There are lots of different taxes that you may already pay or may come across at some point. It can help to be aware of what these are and how you pay them. Read on for more information about these.
Scottish Income Tax is a tax on money that you earn. You pay this if your main home is in Scotland and it applies to the income you make from:
- profits from self-employment (including from sole traders and partnerships),
- rental profits,
- pension (including the state pension),
- and taxable benefits.
It does not apply to savings income and dividend income.
There are different rates that you have to pay depending on how much income you have each year. These rates are set by the Scottish Parliament and change from year to year. You are allowed to earn up to a certain point each year without having to pay any income tax, any money you earn above this point will be taxable.
Her Majesty’s Revenue and Customs (HMRC) are the body responsible for collecting income tax.
There are two ways to pay income tax, through a PAYE scheme with your employer or through self-assessment.
Pay As You Earn (PAYE)
PAYE is a way for you to pay income tax automatically when your employer pays you. You will be given a tax code based on how much you earn that lets your employer work out what you owe and send it to HMRC each time you get paid.
If you’re self-employed and live in Scotland, you pay income tax for the previous year through a process known as a self-assessment tax return. You will not usually need to send a return if your only income is from your wages or pension.
You need to complete a tax return if in the last tax year (for example, 6 April 2021 to 5 April 2022), you were:
- self-employed as a ‘sole trader’ and earned more than £1,000 (before taking off anything you can claim tax relief on),
- a partner in a business partnership.
You may need to send one if you have any other untaxed income, such as:
- some COVID-19 grant or support payments,
- money from renting out a property,
- tips and commission,
- income from savings, investments and dividends,
- foreign income.
You can also choose to fill in a tax return to:
- claim some income tax relief,
- prove you’re self-employed, for example, to claim Tax-Free Childcare or Maternity Allowance.
If your income (or your partners, if you have one) was over £50,000, you may need to send a return and pay the High Income Child Benefit Charge.
If you need to complete a tax return for 2021/22, it must be submitted by January 2023.
National Insurance is another tax you pay on your income. It is different from income tax as it is used for different things and there are different rates that apply to it.
Council Tax is a tax set by your local council. The money collected from council tax payments helps to pay for local services such as rubbish and recycling collection and local area maintenance.
Value Added Tax (VAT)
VAT is a tax you have to pay when you buy goods or services. It is built into the price that you see on most things that you buy, so you may not even realise that you’re paying it.
The standard rate is 20%, which is what everyone pays on most goods and services.
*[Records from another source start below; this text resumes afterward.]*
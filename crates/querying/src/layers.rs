//! Architectural layer classification for flow graphs.
//!
//! Rules come from the optional `[layers]` table of `ckg.toml` at the project root:
//!
//! ```toml
//! [layers.annotations]
//! CONTROLLER = ["RestController", "Controller"]
//!
//! [layers.suffixes]
//! SERVICE = ["Service", "UseCase"]
//!
//! [layers.packages]
//! REPOSITORY = ["repository", "dao"]
//! ```
//!
//! Tables left out keep their defaults.

use database::graph::{CodeNode, NodeType};
use serde::{Deserialize, Serialize};
use std::collections::BTreeMap;
use std::path::Path;
use std::str::FromStr;
use strum::{AsRefStr, Display, EnumIter, EnumString};
use tracing::{debug, warn};
use ts_rs::TS;

pub const PROJECT_CONFIG_FILE: &str = "ckg.toml";

#[derive(
    Debug,
    Clone,
    Copy,
    PartialEq,
    Eq,
    Hash,
    PartialOrd,
    Ord,
    Serialize,
    Deserialize,
    Display,
    EnumString,
    EnumIter,
    AsRefStr,
    TS,
)]
#[serde(rename_all = "SCREAMING_SNAKE_CASE")]
#[strum(serialize_all = "SCREAMING_SNAKE_CASE", ascii_case_insensitive)]
#[ts(export, export_to = "api.ts")]
pub enum Layer {
    Controller,
    Service,
    Repository,
    Component,
    Model,
    Other,
}

type RuleTable = BTreeMap<Layer, Vec<String>>;

fn table(entries: &[(Layer, &[&str])]) -> RuleTable {
    entries
        .iter()
        .map(|(layer, values)| (*layer, values.iter().map(|v| v.to_string()).collect()))
        .collect()
}

#[derive(Debug, Clone, PartialEq, Eq, Serialize)]
pub struct LayerRules {
    pub annotations: RuleTable,
    /// Type name suffixes, matched case-sensitively
    pub suffixes: RuleTable,
    /// Package or directory segments, matched case-insensitively
    pub packages: RuleTable,
}

impl Default for LayerRules {
    fn default() -> Self {
        Self {
            annotations: table(&[
                (Layer::Controller, &["Controller", "RestController", "RequestMapping"]),
                (Layer::Service, &["Service"]),
                (Layer::Repository, &["Repository"]),
                (Layer::Component, &["Component", "Injectable"]),
                (Layer::Model, &["Entity", "Table", "Document", "Embeddable"]),
            ]),
            suffixes: table(&[
                (Layer::Controller, &["Controller", "Resource", "Handler"]),
                (Layer::Service, &["Service", "ServiceImpl", "Manager"]),
                (Layer::Repository, &["Repository", "Dao", "Store"]),
                (Layer::Component, &["Component"]),
                (Layer::Model, &["Entity", "Model", "Dto", "Record"]),
            ]),
            packages: table(&[
                (Layer::Controller, &["controller", "controllers", "web", "api"]),
                (Layer::Service, &["service", "services"]),
                (Layer::Repository, &["repository", "repositories", "dao", "persistence"]),
                (Layer::Component, &["component", "components"]),
                (Layer::Model, &["model", "models", "entity", "entities", "domain", "dto"]),
            ]),
        }
    }
}

type RawTable = BTreeMap<String, Vec<String>>;

#[derive(Debug, Default, Deserialize)]
struct RawLayerRules {
    annotations: Option<RawTable>,
    suffixes: Option<RawTable>,
    packages: Option<RawTable>,
}

#[derive(Debug, Default, Deserialize)]
struct ProjectConfig {
    #[serde(default)]
    layers: RawLayerRules,
}

fn convert(raw: Option<RawTable>, default: RuleTable) -> anyhow::Result<RuleTable> {
    let Some(raw) = raw else {
        return Ok(default);
    };
    raw.into_iter()
        .map(|(name, values)| {
            Layer::from_str(&name)
                .map(|layer| (layer, values))
                .map_err(|_| anyhow::anyhow!("unknown layer '{name}'"))
        })
        .collect()
}

impl LayerRules {
    /// Parse the `[layers]` table out of a `ckg.toml` document
    pub fn from_toml(content: &str) -> anyhow::Result<Self> {
        let raw = toml::from_str::<ProjectConfig>(content)?.layers;
        let defaults = Self::default();
        Ok(Self {
            annotations: convert(raw.annotations, defaults.annotations)?,
            suffixes: convert(raw.suffixes, defaults.suffixes)?,
            packages: convert(raw.packages, defaults.packages)?,
        })
    }

    /// Rules for the project at `project_root`, falling back to defaults when
    /// `ckg.toml` is missing or cannot be read
    pub fn load(project_root: &Path) -> Self {
        let path = project_root.join(PROJECT_CONFIG_FILE);
        let content = match std::fs::read_to_string(&path) {
            Ok(content) => content,
            Err(e) if e.kind() == std::io::ErrorKind::NotFound => {
                debug!("No {} in {}, using default layer rules", PROJECT_CONFIG_FILE, project_root.display());
                return Self::default();
            }
            Err(e) => {
                warn!("Failed to read {}: {}. Using default layer rules", path.display(), e);
                return Self::default();
            }
        };

        match Self::from_toml(&content) {
            Ok(rules) => rules,
            Err(e) => {
                warn!("Malformed {}: {}. Using default layer rules", path.display(), e);
                Self::default()
            }
        }
    }

    /// Annotations first, then COMPONENT node type, then name suffix, then package
    pub fn classify(&self, node: &CodeNode) -> Layer {
        let annotation_names: Vec<&str> = node
            .annotations
            .iter()
            .map(|a| annotation_name(a))
            .collect();
        for (layer, annotations) in &self.annotations {
            if annotations
                .iter()
                .any(|wanted| annotation_names.contains(&annotation_name(wanted)))
            {
                return *layer;
            }
        }

        if node.node_type == NodeType::Component {
            return Layer::Component;
        }

        // longest matching suffix wins
        let by_suffix = self
            .suffixes
            .iter()
            .flat_map(|(layer, suffixes)| suffixes.iter().map(move |s| (*layer, s)))
            .filter(|(_, suffix)| !suffix.is_empty() && node.name.ends_with(suffix.as_str()))
            .max_by(|(la, a), (lb, b)| a.len().cmp(&b.len()).then_with(|| lb.cmp(la)));
        if let Some((layer, _)) = by_suffix {
            return layer;
        }

        let segments: Vec<String> = package_segments(node)
            .map(|segment| segment.to_ascii_lowercase())
            .collect();
        for (layer, packages) in &self.packages {
            if packages
                .iter()
                .any(|p| segments.iter().any(|s| s.eq_ignore_ascii_case(p)))
            {
                return *layer;
            }
        }

        Layer::Other
    }
}

/// `@org.springframework.Service(...)` and `Service` both name `Service`
fn annotation_name(annotation: &str) -> &str {
    let trimmed = annotation.trim().trim_start_matches('@');
    let without_args = trimmed.split('(').next().unwrap_or(trimmed);
    without_args.rsplit('.').next().unwrap_or(without_args)
}

/// Package segments, or directory segments of the file when no package is declared
fn package_segments(node: &CodeNode) -> Box<dyn Iterator<Item = &str> + '_> {
    if node.package_name.is_empty() {
        let directories = node
            .file_path
            .rsplit_once('/')
            .map(|(dirs, _)| dirs)
            .unwrap_or("");
        Box::new(directories.split('/').filter(|s| !s.is_empty()))
    } else {
        Box::new(node.package_name.split(['.', '/', ':']).filter(|s| !s.is_empty()))
    }
}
There is also a reduced rate of 5% for some things such as children’s car seats and home energy, and there is a zero rate of 0% for things like most foods and children’s clothes.
Inheritance Tax (IHT)
Inheritance Tax is a tax on the estate of someone who has died. Their estate includes all property, possessions and money.
You do not have to pay IHT if:
- the value of the estate is below £325,000,
- everything above the £325,000 threshold is left to a spouse, civil partner, charity or community amateur sports club.
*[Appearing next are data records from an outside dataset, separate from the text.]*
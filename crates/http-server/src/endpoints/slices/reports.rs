use super::crud::SlicePathRequest;
use crate::AppState;
use crate::contract::{EmptyRequest, EndpointConfigTypes};
use crate::define_endpoint;
use crate::endpoints::shared::{StatusResponse, slice_error_response};
use axum::extract::{Path, State};
use axum::http::StatusCode;
use axum::response::{IntoResponse, Json, Response};
use serde::{Deserialize, Serialize};
use slice_manager::SliceStatistics;
use ts_rs::TS;

#[derive(Serialize, Deserialize, TS, Default, Debug)]
#[ts(export, export_to = "api.ts")]
pub struct SliceFilesResponses {
    #[serde(rename = "200")]
    pub ok: Option<Vec<String>>,
    #[serde(rename = "404")]
    pub not_found: Option<StatusResponse>,
}

pub struct SliceFilesEndpointConfig;

impl EndpointConfigTypes for SliceFilesEndpointConfig {
    type PathRequest = SlicePathRequest;
    type BodyRequest = EmptyRequest;
    type QueryRequest = EmptyRequest;
    type Response = SliceFilesResponses;
}

define_endpoint! {
    SliceFilesEndpoint,
    SliceFilesEndpointDef,
    Get,
    "/slices/{id}/files",
    ts_path_type = "`/api/slices/${string}/files`",
    config = SliceFilesEndpointConfig
}

#[derive(Serialize, Deserialize, TS, Default, Debug)]
#[ts(export, export_to = "api.ts")]
pub struct SliceStatisticsResponses {
    #[serde(rename = "200")]
    pub ok: Option<SliceStatistics>,
    #[serde(rename = "404")]
    pub not_found: Option<StatusResponse>,
}

pub struct SliceStatisticsEndpointConfig;

impl EndpointConfigTypes for SliceStatisticsEndpointConfig {
    type PathRequest = SlicePathRequest;
    type BodyRequest = EmptyRequest;
    type QueryRequest = EmptyRequest;
    type Response = SliceStatisticsResponses;
}

define_endpoint! {
    SliceStatisticsEndpoint,
    SliceStatisticsEndpointDef,
    Get,
    "/slices/{id}/statistics",
    ts_path_type = "`/api/slices/${string}/statistics`",
    config = SliceStatisticsEndpointConfig
}

/// Sorted distinct files of the slice's resolvable members
pub async fn slice_files_handler(
    State(state): State<AppState>,
    Path(path_params): Path<SlicePathRequest>,
) -> Response {
    match state.slices.files(&path_params.id) {
        Ok(files) => (StatusCode::OK, Json(files)).into_response(),
        Err(e) => slice_error_response(&e),
    }
}

pub async fn slice_statistics_handler(
    State(state): State<AppState>,
    Path(path_params): Path<SlicePathRequest>,
) -> Response {
    match state.slices.statistics(&path_params.id) {
        Ok(statistics) => (StatusCode::OK, Json(statistics)).into_response(),
        Err(e) => slice_error_response(&e),
    }
}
If the person who has died leaves their home to their children or grandchildren, the threshold can increase to £500,000.
The standard rate is 40% which is charged on anything above the tax-free threshold of £325,000.
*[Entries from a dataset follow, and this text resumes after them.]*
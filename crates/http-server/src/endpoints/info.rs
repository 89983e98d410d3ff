use crate::AppState;
use crate::contract::{EmptyRequest, EndpointConfigTypes};
use crate::define_endpoint;
use axum::extract::State;
use axum::response::Json;
use chrono::{DateTime, Utc};
use serde::{Deserialize, Serialize};
use ts_rs::TS;

#[derive(Serialize, Deserialize, TS, Default, Debug)]
#[serde(rename_all = "camelCase")]
#[ts(export, export_to = "api.ts")]
pub struct ServerInfoResponse {
    pub port: u16,
    pub project_path: String,
    #[ts(type = "number")]
    pub generation: u64,
    #[ts(type = "string")]
    pub built_at: DateTime<Utc>,
    pub node_count: usize,
    pub relationship_count: usize,
}

#[derive(Serialize, Deserialize, TS, Default, Debug)]
#[ts(export, export_to = "api.ts")]
pub struct InfoResponses {
    #[serde(rename = "200")]
    pub ok: ServerInfoResponse,
}

pub struct InfoEndpointConfig;

impl EndpointConfigTypes for InfoEndpointConfig {
    type PathRequest = EmptyRequest;
    type BodyRequest = EmptyRequest;
    type QueryRequest = EmptyRequest;
    type Response = InfoResponses;
}

define_endpoint! {
    InfoEndpoint,
    InfoEndpointDef,
    Get,
    "/info",
    ts_path_type = "\"/api/info\"",
    config = InfoEndpointConfig
}

/// Handler for the info endpoint
/// Returns the port and a summary of the graph generation currently served
pub async fn info_handler(State(state): State<AppState>) -> Json<ServerInfoResponse> {
    let graph = state.querying.snapshot();
    Json(ServerInfoResponse {
        port: state.port,
        project_path: state.project_root.display().to_string(),
        generation: graph.generation(),
        built_at: graph.built_at(),
        node_count: graph.store().node_count(),
        relationship_count: graph.store().relationship_count(),
    })
}

#[cfg(test)]
mod tests {
    use super::*;
    use crate::testing::{shop_app_state, test_server};

    #[tokio::test]
    async fn test_info_describes_current_generation() {
        let (state, project) = shop_app_state();
        let server = test_server(&state);

        let response = server.get("/api/info").await;

        response.assert_status_ok();
        let info: ServerInfoResponse = response.json();
        assert_eq!(info.generation, 1);
        assert_eq!(info.project_path, project.path().display().to_string());
        assert_eq!(info.node_count, state.querying.snapshot().store().node_count());
        assert!(info.relationship_count > 0);
    }
}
Non-domestic rates (business rates)
Often known as ‘business rates’, these are a tax on non-domestic properties to help pay for local council services such as education, social care and waste management.
Businesses, charities and public sector organisations have to pay for this. If you’re the owner, tenant or occupier of a non-domestic property, you will be responsible for paying this tax. This includes:
- pubs and hotels,
You also may need to pay them if you use part of a house for business purposes. For example, if you work from home or let out a room.
There are some exemptions for places which don’t need to pay, including:
- agricultural land and buildings,
- fish farms,
- public parks,
- rural premises with Automatic Telling Machines (ATMs),
- oil and gas pipelines,
- overseas armed forces premises in the UK.
To pay business rates, contact your local council when you start a business or move into a business premise.
Land and Buildings Transaction Tax (LBTT)
Land and Buildings Transaction Tax is something you might have to pay if you buy a residential property or piece of land in Scotland.
You do not pay this on properties that cost you up to £145,000. Anything more than this will be subject to LBTT, how much you pay will be based on the value of the property.
If you’re buying a second home, you might need to pay an additional dwelling supplement of 4% based on the total purchase price of properties costing more than £40,000.